--- Data for processing ---
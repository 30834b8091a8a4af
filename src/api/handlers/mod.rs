pub mod google_auth;
pub use self::google_auth::google_auth;

pub mod health;
pub use self::health::health;

pub mod login;
pub use self::login::login;

pub mod root;
pub use self::root::{root, server_public_key};

pub mod signup;
pub use self::signup::signup;

// common types and functions for the handlers
use regex::Regex;
use serde::{Deserialize, Serialize};
use utoipa::ToSchema;
use uuid::Uuid;

/// Identifier returned by every successful authentication operation.
#[derive(ToSchema, Serialize, Deserialize, Debug)]
pub struct UserId {
    pub user_id: Uuid,
}

pub fn valid_email(email: &str) -> bool {
    Regex::new(r"^[^@\s]+@[^@\s]+\.[^@\s]+$").map_or(false, |re| re.is_match(email))
}

#[cfg(test)]
pub(crate) fn unreachable_pool() -> sqlx::PgPool {
    use sqlx::postgres::{PgConnectOptions, PgPoolOptions, PgSslMode};
    use std::time::Duration;

    let options = PgConnectOptions::new()
        .host("127.0.0.1")
        .port(1)
        .username("invalid")
        .database("invalid")
        .ssl_mode(PgSslMode::Disable);
    PgPoolOptions::new()
        .acquire_timeout(Duration::from_millis(200))
        .connect_lazy_with(options)
}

--- Assignment ---
Set down again, word for word, the stretch of records from the line with "pub mod google_auth;" to the line with "pub fn valid_email(email: &str)", both of those lines included.

--- Answer to the exercise ---
pub mod google_auth;
pub use self::google_auth::google_auth;

pub mod health;
pub use self::health::health;

pub mod login;
pub use self::login::login;

pub mod root;
pub use self::root::{root, server_public_key};

pub mod signup;
pub use self::signup::signup;

// common types and functions for the handlers
use regex::Regex;
use serde::{Deserialize, Serialize};
use utoipa::ToSchema;
use uuid::Uuid;

/// Identifier returned by every successful authentication operation.
#[derive(ToSchema, Serialize, Deserialize, Debug)]
pub struct UserId {
    pub user_id: Uuid,
}

pub fn valid_email(email: &str) -> bool {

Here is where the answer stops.